Wenn die KI in der Unternehmenskommunikation (mit-)schreibt, sind Transparenz und Qualitätskontrolle unentbehrlich. Wer KI im Marketing professionell mit Augenmaß einsetzt, sollte daher auf menschliche Intelligenz nicht verzichten, die den KI-generierten Content überprüft.
Urheberrecht: Zwischen Prompt und Plagiat
Wird durch gezieltes Prompting ein Output generiert, der bereits existierenden Werken sehr ähnlich ist, besteht die Gefahr, dass eine urheberrechtswidrige Bearbeitung eines Werkes vorliegt. Um Urheberrechtsverletzungen zu vermeiden, ist es daher wichtig, ausreichend Abstand zwischen dem KI-generierten Output und dem Original zu wahren. Dann liegt eine zulässige freie Benutzung vor.
„Blackbox“ KI-Trainingsdaten: Programmieren Unternehmen KI-Anwendungen nicht selbst, bestehen in der Regel kaum Einsichtsmöglichkeiten, mit welchen Inhalten die KI trainiert wurde. Die meisten generativen KI-Anwendungen arbeiten nicht mit Quellenangaben, sodass nicht nachvollziehbar ist, auf welchen Quellen der Output basiert. Übernimmt die KI bei der Generierung von Text ganze Passagen wörtlich aus anderen Quellen, sind schnell Urheberrechte verletzt.
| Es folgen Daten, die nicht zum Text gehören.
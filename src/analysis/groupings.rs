//! Calendar grouping of water quality columns for boxplots.
//!
//! A `GroupingStrategy` decides how a date-indexed column is split into
//! labelled groups; each group becomes one box on the chart.

use std::collections::BTreeMap;
use std::fmt;
use std::str::FromStr;

use chrono::Datelike;

use crate::model::{HydroError, TimeTable};

// ---------------------------------------------------------------------------
// Strategies
// ---------------------------------------------------------------------------

#[derive(Debug, Clone, Copy, PartialEq, Eq, Default)]
pub enum GroupingStrategy {
    /// One box per parameter over the whole record.
    #[default]
    All,
    /// One box per calendar month present, January first.
    Monthly,
    /// Spring, Summer, Autumn, Winter (meteorological seasons).
    Seasonal,
    /// One box per (year, parameter) on a single chart. Experimental.
    Annual,
}

impl GroupingStrategy {
    /// Annual grouping works but is not recommended yet.
    pub fn is_experimental(&self) -> bool {
        matches!(self, GroupingStrategy::Annual)
    }

    /// File name for a parameter's chart. `Annual` draws every parameter on
    /// one chart and ignores `parameter`.
    pub fn file_name(&self, parameter: &str) -> String {
        match self {
            GroupingStrategy::All => format!("{}_Boxplot.png", parameter),
            GroupingStrategy::Monthly => format!("{}_Monthly_Boxplot.png", parameter),
            GroupingStrategy::Seasonal => format!("{}_Seasonal_Boxplot.png", parameter),
            GroupingStrategy::Annual => "Annual_Boxplot.png".to_string(),
        }
    }
}

impl fmt::Display for GroupingStrategy {
    fn fmt(&self, f: &mut fmt::Formatter<'_>) -> fmt::Result {
        match self {
            GroupingStrategy::All => write!(f, "all"),
            GroupingStrategy::Monthly => write!(f, "monthly"),
            GroupingStrategy::Seasonal => write!(f, "seasonal"),
            GroupingStrategy::Annual => write!(f, "annual"),
        }
    }
}

impl FromStr for GroupingStrategy {
    type Err = HydroError;

    fn from_str(s: &str) -> Result<Self, Self::Err> {
        match s.trim().to_ascii_lowercase().as_str() {
            "all" => Ok(GroupingStrategy::All),
            "monthly" => Ok(GroupingStrategy::Monthly),
            "seasonal" => Ok(GroupingStrategy::Seasonal),
            "annual" => Ok(GroupingStrategy::Annual),
            other => Err(HydroError::InvalidInput(format!(
                "unknown grouping '{}' (expected all, monthly, seasonal or annual)",
                other
            ))),
        }
    }
}

// ---------------------------------------------------------------------------
// Seasons and months
// ---------------------------------------------------------------------------

#[derive(Debug, Clone, Copy, PartialEq, Eq, PartialOrd, Ord)]
pub enum Season {
    Spring,
    Summer,
    Autumn,
    Winter,
}

impl Season {
    /// Meteorological season of a calendar month (1-12).
    pub fn from_month(month: u32) -> Self {
        match month {
            3..=5 => Season::Spring,
            6..=8 => Season::Summer,
            9..=11 => Season::Autumn,
            _ => Season::Winter,
        }
    }

    pub fn label(&self) -> &'static str {
        match self {
            Season::Spring => "Spring",
            Season::Summer => "Summer",
            Season::Autumn => "Autumn",
            Season::Winter => "Winter",
        }
    }
}

const MONTH_LABELS: [&str; 12] = [
    "Jan", "Feb", "Mar", "Apr", "May", "Jun", "Jul", "Aug", "Sep", "Oct", "Nov", "Dec",
];

/// Three-letter label for a calendar month (1-12).
pub fn month_label(month: u32) -> &'static str {
    MONTH_LABELS[(month.clamp(1, 12) - 1) as usize]
}

// ---------------------------------------------------------------------------
// Grouping
// ---------------------------------------------------------------------------

/// A labelled set of observations destined for one box.
#[derive(Debug, Clone, PartialEq)]
pub struct Group {
    pub label: String,
    pub values: Vec<f64>,
}

/// Splits one column into groups according to `strategy`.
///
/// Missing cells are dropped and groups left without any observation are
/// omitted. `Annual` groups every column at once and is handled by
/// [`group_annual`]; asking for it here is an error.
pub fn group_column(
    table: &TimeTable,
    parameter: &str,
    strategy: GroupingStrategy,
) -> Result<Vec<Group>, HydroError> {
    let series = table.series(parameter)?;

    let groups = match strategy {
        GroupingStrategy::All => vec![Group {
            label: parameter.to_string(),
            values: series.into_iter().map(|(_, v)| v).collect(),
        }],
        GroupingStrategy::Monthly => {
            let mut by_month: BTreeMap<u32, Vec<f64>> = BTreeMap::new();
            for (date, value) in series {
                by_month.entry(date.month()).or_default().push(value);
            }
            by_month
                .into_iter()
                .map(|(month, values)| Group {
                    label: month_label(month).to_string(),
                    values,
                })
                .collect()
        }
        GroupingStrategy::Seasonal => {
            let mut by_season: BTreeMap<Season, Vec<f64>> = BTreeMap::new();
            for (date, value) in series {
                by_season
                    .entry(Season::from_month(date.month()))
                    .or_default()
                    .push(value);
            }
            by_season
                .into_iter()
                .map(|(season, values)| Group {
                    label: season.label().to_string(),
                    values,
                })
                .collect()
        }
        GroupingStrategy::Annual => {
            return Err(HydroError::InvalidInput(format!(
                "annual grouping spans every column, cannot group '{}' alone",
                parameter
            )));
        }
    };

    Ok(groups.into_iter().filter(|g| !g.values.is_empty()).collect())
}

/// Groups every column by year, ordered by year then by column order.
///
/// This is the layout of the single annual chart.
pub fn group_annual(table: &TimeTable) -> Result<Vec<Group>, HydroError> {
    let mut by_year: BTreeMap<(i32, usize), Group> = BTreeMap::new();
    for (index, column) in table.columns().iter().enumerate() {
        for (date, value) in table.series(&column.name)? {
            by_year
                .entry((date.year(), index))
                .or_insert_with(|| Group {
                    label: format!("{} {}", date.year(), column.name),
                    values: Vec::new(),
                })
                .values
                .push(value);
        }
    }
    Ok(by_year.into_values().collect())
}

// ---------------------------------------------------------------------------
// Tests
// ---------------------------------------------------------------------------

#[cfg(test)]
mod tests {
    use super::*;
    use crate::model::Column;
    use chrono::NaiveDate;

    fn date(y: i32, m: u32, d: u32) -> NaiveDate {
        NaiveDate::from_ymd_opt(y, m, d).unwrap()
    }

    fn sample_table() -> TimeTable {
        let dates = vec![
            date(2022, 1, 15),
            date(2022, 4, 15),
            date(2022, 7, 15),
            date(2022, 12, 15),
            date(2023, 1, 15),
            date(2023, 10, 15),
        ];
        TimeTable::new(
            dates,
            vec![
                Column::new("T-N", vec![1.0, 2.0, 3.0, 4.0, 5.0, 6.0]),
                Column::new("T-P", vec![0.1, f64::NAN, 0.3, 0.4, 0.5, 0.6]),
            ],
        )
        .unwrap()
    }

    fn labels(groups: &[Group]) -> Vec<&str> {
        groups.iter().map(|g| g.label.as_str()).collect()
    }

    #[test]
    fn test_parse_strategy() {
        assert_eq!("all".parse::<GroupingStrategy>().unwrap(), GroupingStrategy::All);
        assert_eq!("Monthly".parse::<GroupingStrategy>().unwrap(), GroupingStrategy::Monthly);
        assert_eq!(" seasonal ".parse::<GroupingStrategy>().unwrap(), GroupingStrategy::Seasonal);
        assert_eq!("annual".parse::<GroupingStrategy>().unwrap(), GroupingStrategy::Annual);
        assert!("weekly".parse::<GroupingStrategy>().is_err());
    }

    #[test]
    fn test_display_round_trips_through_from_str() {
        for strategy in [
            GroupingStrategy::All,
            GroupingStrategy::Monthly,
            GroupingStrategy::Seasonal,
            GroupingStrategy::Annual,
        ] {
            assert_eq!(strategy.to_string().parse::<GroupingStrategy>().unwrap(), strategy);
        }
    }

    #[test]
    fn test_file_names() {
        assert_eq!(GroupingStrategy::All.file_name("SS"), "SS_Boxplot.png");
        assert_eq!(GroupingStrategy::Monthly.file_name("SS"), "SS_Monthly_Boxplot.png");
        assert_eq!(GroupingStrategy::Seasonal.file_name("SS"), "SS_Seasonal_Boxplot.png");
        assert_eq!(GroupingStrategy::Annual.file_name("SS"), "Annual_Boxplot.png");
    }

    #[test]
    fn test_only_annual_is_experimental() {
        assert!(GroupingStrategy::Annual.is_experimental());
        assert!(!GroupingStrategy::All.is_experimental());
        assert!(!GroupingStrategy::Monthly.is_experimental());
        assert!(!GroupingStrategy::Seasonal.is_experimental());
    }

    #[test]
    fn test_season_mapping() {
        let seasons: Vec<Season> = (1..=12).map(Season::from_month).collect();
        assert_eq!(
            seasons,
            vec![
                Season::Winter,
                Season::Winter,
                Season::Spring,
                Season::Spring,
                Season::Spring,
                Season::Summer,
                Season::Summer,
                Season::Summer,
                Season::Autumn,
                Season::Autumn,
                Season::Autumn,
                Season::Winter,
            ]
        );
    }

    #[test]
    fn test_all_grouping_is_single_group() {
        let groups = group_column(&sample_table(), "T-P", GroupingStrategy::All).unwrap();
        assert_eq!(labels(&groups), vec!["T-P"]);
        assert_eq!(groups[0].values, vec![0.1, 0.3, 0.4, 0.5, 0.6]);
    }

    #[test]
    fn test_monthly_grouping_in_calendar_order() {
        let groups = group_column(&sample_table(), "T-N", GroupingStrategy::Monthly).unwrap();
        assert_eq!(labels(&groups), vec!["Jan", "Apr", "Jul", "Oct", "Dec"]);
        assert_eq!(groups[0].values, vec![1.0, 5.0]);
    }

    #[test]
    fn test_seasonal_grouping_order_and_membership() {
        let groups = group_column(&sample_table(), "T-N", GroupingStrategy::Seasonal).unwrap();
        assert_eq!(labels(&groups), vec!["Spring", "Summer", "Autumn", "Winter"]);
        assert_eq!(groups[3].values, vec![1.0, 4.0, 5.0]);
    }

    #[test]
    fn test_groups_without_observations_are_dropped() {
        // April only holds a missing T-P value.
        let groups = group_column(&sample_table(), "T-P", GroupingStrategy::Monthly).unwrap();
        assert!(!labels(&groups).contains(&"Apr"));
    }

    #[test]
    fn test_annual_groups_interleave_parameters_by_year() {
        let groups = group_annual(&sample_table()).unwrap();
        assert_eq!(
            labels(&groups),
            vec!["2022 T-N", "2022 T-P", "2023 T-N", "2023 T-P"]
        );
        assert_eq!(groups[1].values, vec![0.1, 0.3, 0.4]);
    }

    #[test]
    fn test_annual_is_rejected_for_a_single_column() {
        let result = group_column(&sample_table(), "T-N", GroupingStrategy::Annual);
        assert!(matches!(result, Err(HydroError::InvalidInput(_))));
    }

    #[test]
    fn test_missing_parameter_is_an_error() {
        let result = group_column(&sample_table(), "SS", GroupingStrategy::All);
        assert!(matches!(result, Err(HydroError::MissingColumn(_))));
    }

    #[test]
    fn test_month_labels() {
        assert_eq!(month_label(1), "Jan");
        assert_eq!(month_label(12), "Dec");
    }
}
Transparenzpflicht: KI-Inhalte richtig kennzeichnen
Zwar treten die Transparenzpflichten nach der KI-Verordnung der EU erst ab 2. August 2026 in Kraft. Verstöße gegen das Transparenzgebot können aber auch nach aktueller Rechtslage Konsequenzen haben. Für jede öffentlichen Kommunikation gilt: Zweck und Herkunft einer Veröffentlichung müssen erkennbar sein. Werbung muss als solche gekennzeichnet und darf nicht als redaktionelle Berichterstattung getarnt sein. Sonst sind wettbewerbsrechtliche Ansprüche wegen irreführender Werbung denkbar.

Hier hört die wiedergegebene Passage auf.